Task prompt - Reading the data below, count the lines that carry the string "soft". Give nothing but the count.

•••••

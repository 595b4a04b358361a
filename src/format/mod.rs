//! Message rendering and input validation.
//!
//! Untrusted text is always HTML-escaped before any markup is substituted, so
//! a message can never inject tags of its own. The inline transforms are
//! applied in a fixed order:
//!
//! 1. `\n` → `<br>`
//! 2. `**bold**` → `<strong>bold</strong>`
//! 3. `*italic*` → `<em>italic</em>` (after bold has consumed its delimiters)
//! 4. `` `code` `` → `<code>code</code>`
//! 5. bare `http(s)://` URLs → anchors, only when [`FormatOptions::allow_links`] is set

pub mod timestamp;

pub use timestamp::{format_timestamp, parse_timestamp, relative_time, TimestampStyle};

use regex::Regex;
use serde::Serialize;
use std::sync::LazyLock;

static BOLD: LazyLock<Regex> =
    LazyLock::new(|| Regex::new(r"\*\*(.*?)\*\*").expect("bold pattern is valid"));
static ITALIC: LazyLock<Regex> =
    LazyLock::new(|| Regex::new(r"\*([^*]+)\*").expect("italic pattern is valid"));
static CODE: LazyLock<Regex> =
    LazyLock::new(|| Regex::new(r"`(.*?)`").expect("code pattern is valid"));
static URL: LazyLock<Regex> =
    LazyLock::new(|| Regex::new(r"https?://[^\s<]+").expect("url pattern is valid"));
static LINE_BREAK_TAG: LazyLock<Regex> =
    LazyLock::new(|| Regex::new(r"(?i)<br\s*/?>").expect("br pattern is valid"));
static TAG: LazyLock<Regex> =
    LazyLock::new(|| Regex::new(r"<[^>]*>").expect("tag pattern is valid"));

/// Options for [`format`].
#[derive(Debug, Clone, Copy, Default, PartialEq, Eq)]
pub struct FormatOptions {
    /// Turn bare URLs into anchors.
    pub allow_links: bool,
    /// Truncate the raw text to this many characters and append `...`.
    pub max_length: Option<usize>,
}

impl FormatOptions {
    /// Options for assistant replies: links enabled.
    pub fn assistant() -> Self {
        Self {
            allow_links: true,
            max_length: None,
        }
    }

    /// Options for echoing user input: links disabled.
    pub fn user() -> Self {
        Self::default()
    }
}

/// Escape `& < > " '` as HTML entities.
pub fn escape_html(text: &str) -> String {
    let mut escaped = String::with_capacity(text.len());
    for c in text.chars() {
        match c {
            '&' => escaped.push_str("&amp;"),
            '<' => escaped.push_str("&lt;"),
            '>' => escaped.push_str("&gt;"),
            '"' => escaped.push_str("&quot;"),
            '\'' => escaped.push_str("&#39;"),
            _ => escaped.push(c),
        }
    }
    escaped
}

/// Render message text as safe, lightly styled markup.
pub fn format(content: &str, options: &FormatOptions) -> String {
    if content.is_empty() {
        return String::new();
    }

    let escaped = match options.max_length {
        Some(max) if content.chars().count() > max => {
            let truncated: String = content.chars().take(max).collect();
            format!("{}...", escape_html(&truncated))
        }
        _ => escape_html(content),
    };

    let text = escaped.replace('\n', "<br>");
    let text = BOLD.replace_all(&text, "<strong>$1</strong>");
    let text = ITALIC.replace_all(&text, "<em>$1</em>");
    let text = CODE.replace_all(&text, "<code>$1</code>");

    if options.allow_links {
        URL.replace_all(
            &text,
            r#"<a href="$0" target="_blank" rel="noopener noreferrer">$0</a>"#,
        )
        .into_owned()
    } else {
        text.into_owned()
    }
}

/// Recover plain text from formatted markup.
///
/// `<br>` becomes a newline, other tags are removed and entities unescaped.
pub fn strip_formatting(text: &str) -> String {
    if text.is_empty() {
        return String::new();
    }

    let text = LINE_BREAK_TAG.replace_all(text, "\n");
    let text = TAG.replace_all(&text, "");

    // &amp; last so "&amp;lt;" yields "&lt;" rather than "<".
    text.replace("&lt;", "<")
        .replace("&gt;", ">")
        .replace("&quot;", "\"")
        .replace("&#39;", "'")
        .replace("&amp;", "&")
}

/// Character count of the text once formatting is stripped.
pub fn plain_text_length(text: &str) -> usize {
    strip_formatting(text).chars().count()
}

/// Constraints for [`validate`].
#[derive(Debug, Clone, Copy, PartialEq, Eq)]
pub struct ValidationConstraints {
    pub min_length: usize,
    pub max_length: usize,
    pub required: bool,
}

impl Default for ValidationConstraints {
    fn default() -> Self {
        Self {
            min_length: 0,
            max_length: 500,
            required: false,
        }
    }
}

/// Outcome of [`validate`]. Errors keep the order in which checks ran.
#[derive(Debug, Clone, PartialEq, Eq, Serialize)]
pub struct ValidationReport {
    pub valid: bool,
    pub errors: Vec<String>,
    pub length: usize,
}

/// Check message content against length and presence constraints.
///
/// Lengths are measured on the trimmed plain text.
pub fn validate(content: &str, constraints: &ValidationConstraints) -> ValidationReport {
    let plain = strip_formatting(content);
    let plain = plain.trim();
    let length = plain.chars().count();
    let mut errors = Vec::new();

    if constraints.required && plain.is_empty() {
        errors.push("Message cannot be empty".to_string());
    }
    if length < constraints.min_length {
        errors.push(format!(
            "Message must be at least {} characters",
            constraints.min_length
        ));
    }
    if length > constraints.max_length {
        errors.push(format!(
            "Message cannot exceed {} characters",
            constraints.max_length
        ));
    }

    ValidationReport {
        valid: errors.is_empty(),
        errors,
        length,
    }
}

#[cfg(test)]
mod tests {
    use super::*;

    #[test]
    fn test_escape_html_all_characters() {
        assert_eq!(
            escape_html(r#"<a href="x">Tom & 'Jerry'</a>"#),
            "&lt;a href=&quot;x&quot;&gt;Tom &amp; &#39;Jerry&#39;&lt;/a&gt;"
        );
    }

    #[test]
    fn test_format_script_is_inert() {
        let out = format("<script>alert(1)</script>", &FormatOptions::assistant());
        assert!(!out.contains("<script>"));
        assert_eq!(out, "&lt;script&gt;alert(1)&lt;/script&gt;");
    }

    #[test]
    fn test_format_bold_then_code() {
        assert_eq!(
            format("**bold** and `code`", &FormatOptions::user()),
            "<strong>bold</strong> and <code>code</code>"
        );
    }

    #[test]
    fn test_format_italic_not_confused_with_bold() {
        assert_eq!(
            format("**strong** and *soft*", &FormatOptions::user()),
            "<strong>strong</strong> and <em>soft</em>"
        );
    }

    #[test]
    fn test_format_line_breaks() {
        assert_eq!(format("one\ntwo", &FormatOptions::user()), "one<br>two");
    }

    #[test]
    fn test_format_links_only_when_allowed() {
        let text = "see https://example.com/docs?a=1&b=2 now";

        let user = format(text, &FormatOptions::user());
        assert!(!user.contains("<a "));

        let assistant = format(text, &FormatOptions::assistant());
        assert_eq!(
            assistant,
            "see <a href=\"https://example.com/docs?a=1&amp;b=2\" target=\"_blank\" \
             rel=\"noopener noreferrer\">https://example.com/docs?a=1&amp;b=2</a> now"
        );
    }

    #[test]
    fn test_format_link_stops_at_line_break() {
        let out = format("http://a.example\nnext", &FormatOptions::assistant());
        assert!(out.contains(r#"href="http://a.example""#));
        assert!(out.ends_with("<br>next"));
    }

    #[test]
    fn test_format_truncates_before_escaping() {
        let options = FormatOptions {
            allow_links: false,
            max_length: Some(5),
        };
        assert_eq!(format("a&b<c>defgh", &options), "a&amp;b&lt;c...");
        assert_eq!(format("short", &options), "short");
    }

    #[test]
    fn test_format_empty() {
        assert_eq!(format("", &FormatOptions::assistant()), "");
    }

    #[test]
    fn test_strip_formatting_round_trip() {
        let formatted = format("**bold** and `code`", &FormatOptions::user());
        assert_eq!(strip_formatting(&formatted), "bold and code");
    }

    #[test]
    fn test_strip_formatting_line_breaks_and_entities() {
        assert_eq!(
            strip_formatting("a<br>b<BR/>&lt;tag&gt; &amp;lt;"),
            "a\nb\n<tag> &lt;"
        );
    }

    #[test]
    fn test_plain_text_length_counts_characters() {
        assert_eq!(plain_text_length("<strong>åäö</strong>"), 3);
        assert_eq!(plain_text_length("&amp;"), 1);
    }

    #[test]
    fn test_validate_required_empty() {
        let constraints = ValidationConstraints {
            required: true,
            ..Default::default()
        };
        let report = validate("   ", &constraints);
        assert!(!report.valid);
        assert_eq!(report.errors, vec!["Message cannot be empty"]);
        assert_eq!(report.length, 0);
    }

    #[test]
    fn test_validate_too_long() {
        let report = validate(&"x".repeat(501), &ValidationConstraints::default());
        assert!(!report.valid);
        assert_eq!(report.errors, vec!["Message cannot exceed 500 characters"]);
        assert_eq!(report.length, 501);
    }

    #[test]
    fn test_validate_errors_keep_order() {
        let constraints = ValidationConstraints {
            min_length: 3,
            max_length: 500,
            required: true,
        };
        let report = validate("", &constraints);
        assert_eq!(
            report.errors,
            vec![
                "Message cannot be empty",
                "Message must be at least 3 characters"
            ]
        );
    }

    #[test]
    fn test_validate_measures_plain_text() {
        let report = validate("<strong>hej</strong>", &ValidationConstraints::default());
        assert!(report.valid);
        assert_eq!(report.length, 3);
    }

    mod proptests {
        use super::*;
        use proptest::prelude::*;

        proptest! {
            #[test]
            fn prop_escaped_text_has_no_markup(input in ".{0,200}") {
                let escaped = escape_html(&input);
                for c in ['<', '>', '"', '\''] {
                    prop_assert!(!escaped.contains(c), "escaped output contains {:?}", c);
                }
            }

            #[test]
            fn prop_strip_undoes_escape(input in ".{0,200}") {
                prop_assert_eq!(strip_formatting(&escape_html(&input)), input);
            }

            #[test]
            fn prop_user_format_never_emits_foreign_tags(input in "[<>a-z/ *`\n]{0,80}") {
                let out = format(&input, &FormatOptions::user());
                let stripped_known = out
                    .replace("<br>", "")
                    .replace("<strong>", "")
                    .replace("</strong>", "")
                    .replace("<em>", "")
                    .replace("</em>", "")
                    .replace("<code>", "")
                    .replace("</code>", "");
                prop_assert!(!stripped_known.contains('<'));
            }
        }
    }
}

•••••

Answer to the problem - 2